[EXERCISE MATERIAL Boundary: Start]

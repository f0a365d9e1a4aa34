#![allow(clippy::unwrap_used, clippy::expect_used)]
#![cfg(feature = "sqlite")]

mod common;

use common::{client, new_client, setup};
use sea_orm::ActiveValue::Set;
use tenancy_db::audit::AuditConfig;
use tenancy_db::{PublicOutcome, TenancyError};

#[tokio::test]
async fn tenants_only_see_their_own_rows() {
    let fx = setup(AuditConfig::default()).await;

    fx.manager
        .with_tenant(&fx.ctx(fx.tenant_a), |uow| {
            Box::pin(async move {
                uow.insert::<client::Entity>(new_client("a1")).await?;
                uow.insert::<client::Entity>(new_client("a2")).await?;
                Ok::<_, TenancyError>(())
            })
        })
        .await
        .unwrap();
    fx.manager
        .with_tenant(&fx.ctx(fx.tenant_b), |uow| {
            Box::pin(async move {
                uow.insert::<client::Entity>(new_client("b1")).await?;
                Ok::<_, TenancyError>(())
            })
        })
        .await
        .unwrap();

    let seen_by_a = fx
        .manager
        .with_tenant(&fx.ctx(fx.tenant_a), |uow| {
            Box::pin(async move { uow.select::<client::Entity>().all().await })
        })
        .await
        .unwrap();
    let seen_by_b = fx
        .manager
        .with_tenant(&fx.ctx(fx.tenant_b), |uow| {
            Box::pin(async move { uow.select::<client::Entity>().all().await })
        })
        .await
        .unwrap();

    assert_eq!(seen_by_a.len(), 2);
    assert!(seen_by_a.iter().all(|c| c.tenant_id == fx.tenant_a.as_uuid()));
    assert_eq!(seen_by_b.len(), 1);
    assert_eq!(seen_by_b[0].name, "b1");
}

#[tokio::test]
async fn insert_is_stamped_with_the_bound_tenant() {
    let fx = setup(AuditConfig::default()).await;
    let created = fx
        .manager
        .with_tenant(&fx.ctx(fx.tenant_a), |uow| {
            Box::pin(async move { uow.insert::<client::Entity>(new_client("stamped")).await })
        })
        .await
        .unwrap();
    assert_eq!(created.tenant_id, fx.tenant_a.as_uuid());
}

#[tokio::test]
async fn insert_naming_another_tenant_is_forbidden() {
    let fx = setup(AuditConfig::default()).await;
    let other = fx.tenant_b.as_uuid();
    let err = fx
        .manager
        .with_tenant(&fx.ctx(fx.tenant_a), |uow| {
            Box::pin(async move {
                let mut am = new_client("smuggled");
                am.tenant_id = Set(other);
                uow.insert::<client::Entity>(am).await
            })
        })
        .await
        .unwrap_err();
    assert!(matches!(err, TenancyError::CrossTenantWrite { .. }));
    assert_eq!(err.public_outcome(), PublicOutcome::Forbidden);
}

#[tokio::test]
async fn foreign_rows_are_indistinguishable_from_missing_ones() {
    let fx = setup(AuditConfig::default()).await;
    let owned = fx
        .manager
        .with_tenant(&fx.ctx(fx.tenant_a), |uow| {
            Box::pin(async move { uow.insert::<client::Entity>(new_client("owned")).await })
        })
        .await
        .unwrap();
    let id = owned.id;

    let update_err = fx
        .manager
        .with_tenant(&fx.ctx(fx.tenant_b), |uow| {
            Box::pin(async move {
                uow.update::<client::Entity>(client::ActiveModel {
                    id: Set(id),
                    name: Set("hijacked".to_owned()),
                    ..Default::default()
                })
                .await
            })
        })
        .await
        .unwrap_err();
    let delete_err = fx
        .manager
        .with_tenant(&fx.ctx(fx.tenant_b), |uow| {
            Box::pin(async move { uow.delete::<client::Entity>(id).await })
        })
        .await
        .unwrap_err();
    let missing_err = fx
        .manager
        .with_tenant(&fx.ctx(fx.tenant_b), |uow| {
            Box::pin(async move { uow.delete::<client::Entity>(uuid::Uuid::new_v4()).await })
        })
        .await
        .unwrap_err();

    for err in [&update_err, &delete_err, &missing_err] {
        assert!(matches!(err, TenancyError::NotFound { .. }), "{err:?}");
        assert_eq!(err.public_outcome(), PublicOutcome::NotFound);
    }
    assert_eq!(delete_err.to_string(), missing_err.to_string());

    let found_by_b = fx
        .manager
        .with_tenant(&fx.ctx(fx.tenant_b), |uow| {
            Box::pin(async move { uow.find_by_id::<client::Entity>(id).await })
        })
        .await
        .unwrap();
    assert!(found_by_b.is_none());

    let still_there = fx
        .manager
        .with_tenant(&fx.ctx(fx.tenant_a), |uow| {
            Box::pin(async move { uow.find_by_id::<client::Entity>(id).await })
        })
        .await
        .unwrap()
        .expect("row must survive");
    assert_eq!(still_there.name, "owned");
}

#[tokio::test]
async fn owner_can_update_and_delete() {
    let fx = setup(AuditConfig::default()).await;
    let ctx = fx.ctx(fx.tenant_a);
    let id = fx
        .manager
        .with_tenant(&ctx, |uow| {
            Box::pin(async move { uow.insert::<client::Entity>(new_client("before")).await })
        })
        .await
        .unwrap()
        .id;

    let updated = fx
        .manager
        .with_tenant(&ctx, |uow| {
            Box::pin(async move {
                uow.update::<client::Entity>(client::ActiveModel {
                    id: Set(id),
                    name: Set("after".to_owned()),
                    ..Default::default()
                })
                .await
            })
        })
        .await
        .unwrap();
    assert_eq!(updated.name, "after");
    assert_eq!(updated.api_token.as_deref(), Some("tok-before"));

    fx.manager
        .with_tenant(&ctx, |uow| {
            Box::pin(async move { uow.delete::<client::Entity>(id).await })
        })
        .await
        .unwrap();
    let gone = fx
        .manager
        .with_tenant(&ctx, |uow| {
            Box::pin(async move { uow.find_by_id::<client::Entity>(id).await })
        })
        .await
        .unwrap();
    assert!(gone.is_none());
}

#[tokio::test]
async fn update_cannot_move_a_row_to_another_tenant() {
    let fx = setup(AuditConfig::default()).await;
    let ctx = fx.ctx(fx.tenant_a);
    let target = fx.tenant_b.as_uuid();
    let id = fx
        .manager
        .with_tenant(&ctx, |uow| {
            Box::pin(async move { uow.insert::<client::Entity>(new_client("mine")).await })
        })
        .await
        .unwrap()
        .id;

    let err = fx
        .manager
        .with_tenant(&ctx, |uow| {
            Box::pin(async move {
                uow.update::<client::Entity>(client::ActiveModel {
                    id: Set(id),
                    tenant_id: Set(target),
                    name: Set("moved".to_owned()),
                    ..Default::default()
                })
                .await
            })
        })
        .await
        .unwrap_err();
    assert!(matches!(err, TenancyError::CrossTenantWrite { .. }));
    assert_eq!(err.public_outcome(), PublicOutcome::Forbidden);

    let still_mine = fx
        .manager
        .with_tenant(&ctx, |uow| {
            Box::pin(async move { uow.find_by_id::<client::Entity>(id).await })
        })
        .await
        .unwrap()
        .unwrap();
    assert_eq!(still_mine.tenant_id, fx.tenant_a.as_uuid());
    assert_eq!(still_mine.name, "mine");

    let seen_by_b = fx
        .manager
        .with_tenant(&fx.ctx(fx.tenant_b), |uow| {
            Box::pin(async move { uow.find_by_id::<client::Entity>(id).await })
        })
        .await
        .unwrap();
    assert!(seen_by_b.is_none());
}

#[tokio::test]
async fn unbound_session_reads_nothing_and_cannot_write() {
    let fx = setup(AuditConfig::default()).await;
    fx.manager
        .with_tenant(&fx.ctx(fx.tenant_a), |uow| {
            Box::pin(async move { uow.insert::<client::Entity>(new_client("hidden")).await })
        })
        .await
        .unwrap();

    let session = fx.db.store().acquire().await.unwrap();
    assert!(session.current_tenant().is_none());
    assert!(session.select::<client::Entity>().all().await.unwrap().is_empty());
    assert_eq!(session.select::<client::Entity>().count().await.unwrap(), 0);
    assert!(matches!(
        session.insert::<client::Entity>(new_client("nobody")).await,
        Err(TenancyError::MissingTenant)
    ));
    assert!(matches!(
        session.delete::<client::Entity>(uuid::Uuid::new_v4()).await,
        Err(TenancyError::MissingTenant)
    ));
    session.rollback().await.unwrap();
}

[EXERCISE MATERIAL Boundary: End]

WHAT TO WORK ON: Across the entries above, count the lines with the word "select" and report that count by itself.

RESPONSE TO THE EXERCISE: 4